> [Prompt] Lines that include "into" make up the answer; copy all of them from the data below.

> [Excerpts from a dataset]
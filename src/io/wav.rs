//! RIFF/WAVE (16-bit PCM) encoding and decoding.
//!
//! ```text
//! offset  size  field
//!      0     4  "RIFF"
//!      4     4  36 + data length
//!      8     4  "WAVE"
//!     12     4  "fmt "
//!     16     4  16 (fmt chunk length)
//!     20     2  1 (PCM)
//!     22     2  channels
//!     24     4  sample rate
//!     28     4  byte rate = sample rate × channels × 2
//!     32     2  block align = channels × 2
//!     34     2  16 (bits per sample)
//!     36     4  "data"
//!     40     4  data length
//!     44     …  interleaved i16 samples, frame by frame
//! ```
//!
//! All fields are little-endian.

use std::{
    io::{Cursor, Read},
    ops::Range,
};

use byteorder::{ByteOrder, LittleEndian, ReadBytesExt};

use crate::{
    buffer::AudioBuffer,
    error::{EngineError, Result},
    io::converter::{f32_to_i16, i16_to_f32},
};

pub const HEADER_LEN: usize = 44;
const PCM: u16 = 1;
const BITS_PER_SAMPLE: u16 = 16;

/// Header problems are plain reasons; [`decode_wav`] attaches the file name.
type HeaderResult<T> = std::result::Result<T, String>;

/// The format fields of a WAV header.
#[derive(Debug, Clone, Copy, PartialEq, Eq)]
pub struct WavSpec {
    pub channels: u16,
    pub sample_rate: u32,
    pub bits_per_sample: u16,
    /// Frames in the data chunk.
    pub frames: usize,
}

/// Serialize `buffer` as a canonical 44-byte-header WAV file.
///
/// Fails when the data does not fit the 32-bit RIFF size fields.
pub fn encode_wav(buffer: &AudioBuffer) -> Result<Vec<u8>> {
    let channels = buffer.num_channels();
    let frames = buffer.frames();
    let sizes = RiffSizes::new(frames, channels, buffer.sample_rate())?;
    let mut out = vec![0u8; HEADER_LEN + sizes.data_len as usize];

    write_header(&mut out[..HEADER_LEN], &sizes);

    let mut pos = HEADER_LEN;
    for frame in 0..frames {
        for channel in buffer.channels() {
            LittleEndian::write_i16(&mut out[pos..pos + 2], f32_to_i16(channel[frame]));
            pos += 2;
        }
    }
    Ok(out)
}

/// The size-dependent header fields, checked against their widths.
#[derive(Debug)]
struct RiffSizes {
    channels: u16,
    sample_rate: u32,
    block_align: u16,
    byte_rate: u32,
    data_len: u32,
}

impl RiffSizes {
    fn new(frames: usize, channels: usize, sample_rate: u32) -> Result<Self> {
        let too_large = || {
            EngineError::InvalidBuffer(format!(
                "{frames} frames × {channels} channels at {sample_rate} Hz does not fit a WAV file"
            ))
        };
        let channels = u16::try_from(channels).map_err(|_| too_large())?;
        let block_align = channels.checked_mul(2).ok_or_else(too_large)?;
        let byte_rate = sample_rate
            .checked_mul(block_align as u32)
            .ok_or_else(too_large)?;
        let data_len = frames
            .checked_mul(block_align as usize)
            .and_then(|len| u32::try_from(len).ok())
            .filter(|len| len.checked_add(36).is_some())
            .ok_or_else(too_large)?;
        Ok(Self {
            channels,
            sample_rate,
            block_align,
            byte_rate,
            data_len,
        })
    }
}

fn write_header(header: &mut [u8], sizes: &RiffSizes) {
    header[0..4].copy_from_slice(b"RIFF");
    LittleEndian::write_u32(&mut header[4..8], 36 + sizes.data_len);
    header[8..12].copy_from_slice(b"WAVE");
    header[12..16].copy_from_slice(b"fmt ");
    LittleEndian::write_u32(&mut header[16..20], 16);
    LittleEndian::write_u16(&mut header[20..22], PCM);
    LittleEndian::write_u16(&mut header[22..24], sizes.channels);
    LittleEndian::write_u32(&mut header[24..28], sizes.sample_rate);
    LittleEndian::write_u32(&mut header[28..32], sizes.byte_rate);
    LittleEndian::write_u16(&mut header[32..34], sizes.block_align);
    LittleEndian::write_u16(&mut header[34..36], BITS_PER_SAMPLE);
    header[36..40].copy_from_slice(b"data");
    LittleEndian::write_u32(&mut header[40..44], sizes.data_len);
}

/// Parse the header, skipping any chunks other than `fmt ` and `data`.
///
/// Returns the format and the byte range of the sample data.
pub fn read_header(bytes: &[u8]) -> HeaderResult<(WavSpec, Range<usize>)> {
    let mut cursor = Cursor::new(bytes);
    let mut tag = [0u8; 4];

    read_tag(&mut cursor, &mut tag)?;
    if &tag != b"RIFF" {
        return Err("missing RIFF tag".into());
    }
    cursor.read_u32::<LittleEndian>().map_err(|e| e.to_string())?;
    read_tag(&mut cursor, &mut tag)?;
    if &tag != b"WAVE" {
        return Err("missing WAVE tag".into());
    }

    let mut format: Option<(u16, u32, u16)> = None;
    loop {
        read_tag(&mut cursor, &mut tag).map_err(|_| "no data chunk".to_string())?;
        let len = cursor.read_u32::<LittleEndian>().map_err(|e| e.to_string())? as usize;
        let start = cursor.position() as usize;

        match &tag {
            b"fmt " => {
                if len < 16 {
                    return Err(format!("fmt chunk too short ({len} bytes)"));
                }
                let audio_format = cursor.read_u16::<LittleEndian>().map_err(|e| e.to_string())?;
                let channels = cursor.read_u16::<LittleEndian>().map_err(|e| e.to_string())?;
                let sample_rate = cursor.read_u32::<LittleEndian>().map_err(|e| e.to_string())?;
                if audio_format != PCM {
                    return Err(format!("unsupported format tag {audio_format}"));
                }
                // byte rate, block align
                cursor.read_u32::<LittleEndian>().map_err(|e| e.to_string())?;
                cursor.read_u16::<LittleEndian>().map_err(|e| e.to_string())?;
                let bits = cursor.read_u16::<LittleEndian>().map_err(|e| e.to_string())?;
                format = Some((channels, sample_rate, bits));
            }
            b"data" => {
                let (channels, sample_rate, bits_per_sample) =
                    format.ok_or_else(|| "data chunk before fmt chunk".to_string())?;
                if channels == 0 {
                    return Err("zero channels".into());
                }
                let end = (start + len).min(bytes.len());
                let frame_bytes = channels as usize * (bits_per_sample as usize / 8).max(1);
                let spec = WavSpec {
                    channels,
                    sample_rate,
                    bits_per_sample,
                    frames: (end - start) / frame_bytes,
                };
                return Ok((spec, start..end));
            }
            _ => {}
        }
        // Chunks are word aligned
        let next = start + len + (len & 1);
        if next > bytes.len() {
            return Err("truncated chunk".into());
        }
        cursor.set_position(next as u64);
    }
}

fn read_tag(cursor: &mut Cursor<&[u8]>, tag: &mut [u8; 4]) -> HeaderResult<()> {
    cursor.read_exact(tag).map_err(|e| e.to_string())
}

/// Decode a 16-bit PCM WAV file into a planar buffer.
///
/// `name` only labels the error.
pub fn decode_wav(name: &str, bytes: &[u8]) -> Result<AudioBuffer> {
    let (spec, data) = read_header(bytes).map_err(|reason| EngineError::decode(name, reason))?;
    if spec.bits_per_sample != BITS_PER_SAMPLE {
        return Err(EngineError::decode(
            name,
            format!("unsupported bit depth {}", spec.bits_per_sample),
        ));
    }
    if spec.sample_rate == 0 {
        return Err(EngineError::decode(name, "sample rate is zero"));
    }

    let channels = spec.channels as usize;
    let mut planar = vec![Vec::with_capacity(spec.frames); channels];
    let samples = &bytes[data];
    for frame in samples.chunks_exact(channels * 2) {
        for (channel, raw) in planar.iter_mut().zip(frame.chunks_exact(2)) {
            channel.push(i16_to_f32(LittleEndian::read_i16(raw)));
        }
    }
    AudioBuffer::from_channels(planar, spec.sample_rate)
        .map_err(|e| EngineError::decode(name, e.to_string()))
}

> [Output for this exercise]
        return Err("missing RIFF tag".into());
        return Err("missing WAVE tag".into());
                    return Err("zero channels".into());
            return Err("truncated chunk".into());
/// Decode a 16-bit PCM WAV file into a planar buffer.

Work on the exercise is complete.